Evidence of early inhabitation comes from a variety of sites and artifacts such as tools, pictographs, stone cairns, scarred trees, tipi rings, hearths, rock quarries, and chipping sites. Approximately 95 percent of archeological and cultural artifacts in Missoula County have been found along creeks, rivers, and lakes. Sites of current cultural importance to Native Americans also exist, including undisturbed spiritual sites, prehistoric and historic campsites, burial grounds, and other cultural sites.
For centuries the Missoula Valley offered natural passageways between the mountain ranges, where Native Americans, such as the Salish and Nez Perce, traveled to and from buffalo hunting grounds on the plains east of the Continental Divide. However, at one location, just west of the confluence of the Big Blackfoot and the Clark Fork Rivers, the narrowing canyon also provided a convenient ambush site, where Blackfeet raiders would attack returning buffalo hunters. As a result of the bloody confrontations there, the site became known as Hell's Gate, now known as Hellgate Canyon.

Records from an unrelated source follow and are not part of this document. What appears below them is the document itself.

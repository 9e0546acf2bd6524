//! Bracket-Harvest: a polite bracketed-link summarizer
//!
//! This crate reads text, pulls URLs out of bracketed segments, fetches each
//! URL at most once through a rate-limited dispatch queue, and emits a redacted
//! JSON summary (title and hashed email) for every page it reaches.

pub mod config;
pub mod crawler;
pub mod output;
pub mod state;
pub mod url;

use thiserror::Error;

/// Main error type for Bracket-Harvest operations
#[derive(Debug, Error)]
pub enum HarvestError {
    #[error("Configuration error: {0}")]
    Config(#[from] ConfigError),

    #[error("Fetch error: {0}")]
    Fetch(#[from] FetchError),

    #[error("Output error: {0}")]
    Output(#[from] output::OutputError),

    #[error("IO error: {0}")]
    Io(#[from] std::io::Error),

    #[error("Attempt task aborted: {0}")]
    Task(String),
}

/// Configuration-specific errors
#[derive(Debug, Error)]
pub enum ConfigError {
    #[error("Failed to read config file: {0}")]
    Io(#[from] std::io::Error),

    #[error("Failed to parse TOML: {0}")]
    Parse(#[from] toml::de::Error),

    #[error("Validation error: {0}")]
    Validation(String),

    #[error("Secret key is missing: set the {0} environment variable")]
    MissingSecret(String),
}

/// Failures reported by a [`crawler::Fetcher`]
#[derive(Debug, Error)]
pub enum FetchError {
    /// The host could not be reached or the transfer broke off
    #[error("Network error for {url}: {message}")]
    Network { url: String, message: String },

    /// The server answered with a status in `[400, 600)`
    #[error("HTTP error code {status} for {url}")]
    Status { url: String, status: u16 },

    #[error("Invalid URL {url}: {reason}")]
    InvalidUrl { url: String, reason: String },
}

impl FetchError {
    /// Returns true if the dispatch queue may schedule a retry for this failure
    pub fn is_retryable(&self) -> bool {
        matches!(self, Self::Network { .. } | Self::Status { .. })
    }
}

/// Result type alias for Bracket-Harvest operations
pub type Result<T> = std::result::Result<T, HarvestError>;

/// Result type alias for configuration operations
pub type ConfigResult<T> = std::result::Result<T, ConfigError>;

/// Result type alias for fetch operations
pub type FetchResult<T> = std::result::Result<T, FetchError>;

// Re-export commonly used types
pub use config::Config;
pub use crawler::{DispatchQueue, Fetcher, HttpFetcher};
pub use output::{ErrorLogger, JsonLinesOutput, OutputHandler};
pub use url::{extract_urls, normalize_scheme};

The oldest Indian artifacts found in Missoula County date from 12,000 years ago and the first known semi-permanent sites developed 5,500 years ago. During the following centuries Missoula County was occupied by a succession of Native American tribes. The introduction of the horse and European settlement in the east resulted in tribal relocations throughout Montana. By 1700 the Salish, Pend D’Oreille, and Kootenai had been pushed into western Montana by the Blackfeet and other tribes. The Lolo Trail was used by Nez Perce, Salish and other tribes as a major travel route. Flathead Lake was a cultural center and a meeting place for nearly all western Montana tribes. At the time of white settlement, the Missoula County area was used by the Salish, Kootenai, Pend d’Oreille, Blackfeet, and Shoshone tribes.